NUTRITIP: A Chaser for Antibiotics
Antibiotics kill not only harmful bacteria; they also kill the healthy ones in the intestines. The live bacterial cultures in yogurt can help replenish the intestines with helpful bacteria before the harmful ones take over. I usually "prescribe" a daily dose of yogurt while a person is taking antibiotics and for two weeks thereafter.
A 1999 study reported in Pediatrics showed that lactobacillus organisms can reduce antibiotic-associated diarrhea.
6. Yogurt can decrease yeast infections. Research has shown that eating eight ounces of yogurt that contains live and active cultures daily reduces the amount of yeast colonies in the vagina and decreases the incidence of vaginal yeast infections.
7. Yogurt is a rich source of calcium. An 8-ounce serving of most yogurts provides 450 mg. of calcium, one-half of a child's RDA and 30 to 40 percent of the adult RDA for calcium. Because the live-active cultures in yogurt increase the absorption of calcium, an 8-ounce serving of yogurt gets more calcium into the body than the same volume of milk can.
8. Yogurt is an excellent source of protein. Plain yogurt contains around ten to fourteen grams of protein per eight ounces, which amounts to twenty percent of the daily protein requirement for most persons.
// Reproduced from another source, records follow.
//! Question value object

use super::error::DomainError;
use serde::{Deserialize, Serialize};

/// A question put to the jury (Value Object)
///
/// Represents the input that every persona answers in round 1 and that
/// the moderator's verdict must ultimately address.
#[derive(Debug, Clone, PartialEq, Eq, Serialize, Deserialize)]
pub struct Question {
    content: String,
}

impl Question {
    /// Create a new question, rejecting empty or whitespace-only content
    pub fn parse(content: impl Into<String>) -> Result<Self, DomainError> {
        let content = content.into();
        if content.trim().is_empty() {
            return Err(DomainError::InvalidQuestion(
                "Question cannot be empty".to_string(),
            ));
        }
        Ok(Self {
            content: content.trim().to_string(),
        })
    }

    /// Try to create a new question, returning None if invalid
    pub fn try_new(content: impl Into<String>) -> Option<Self> {
        Self::parse(content).ok()
    }

    /// Get the question content
    pub fn content(&self) -> &str {
        &self.content
    }

    /// Consume and return the inner content
    pub fn into_content(self) -> String {
        self.content
    }
}

impl std::fmt::Display for Question {
    fn fmt(&self, f: &mut std::fmt::Formatter<'_>) -> std::fmt::Result {
        write!(f, "{}", self.content)
    }
}

impl TryFrom<&str> for Question {
    type Error = DomainError;

    fn try_from(s: &str) -> Result<Self, Self::Error> {
        Question::parse(s)
    }
}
In fact, eight ounces of yogurt that contains live and active cultures, contains 20 percent more protein than the same volume of milk (10 grams versus 8 grams). Besides being a rich source of proteins, the culturing of the milk proteins during fermentation makes these proteins easier to digest. For this reason, the proteins in yogurt are often called "predigested."
9. Yogurt can lower cholesterol. There are a few studies that have shown that yogurt can reduce the blood cholesterol. This may be because the live cultures in yogurt can assimilate the cholesterol or because yogurt binds bile acids, (which has also been shown to lower cholesterol), or both.
10. Yogurt is a "grow food." Two nutritional properties of yogurt may help children with intestinal absorption problems grow: the easier digestibility of the proteins and the fact that the lactic acid in yogurt increases the absorption of minerals. And even most picky-eaters will eat yogurt in dips and smoothies and as a topping.
Perhaps we can take a health tip about yogurt cultures from cultures who consume a lot of yogurt, such as the Bulgarians who are noted for their longer lifespan and remain in good health well into old age.
NUTRMYTH: All foods made with yogurt are created equal
Not so. In fact, the yogurt used to coat nibble foods such as raisins, nuts, and fruit bits is often so highly sugared that you're really eating more sugar than yogurt.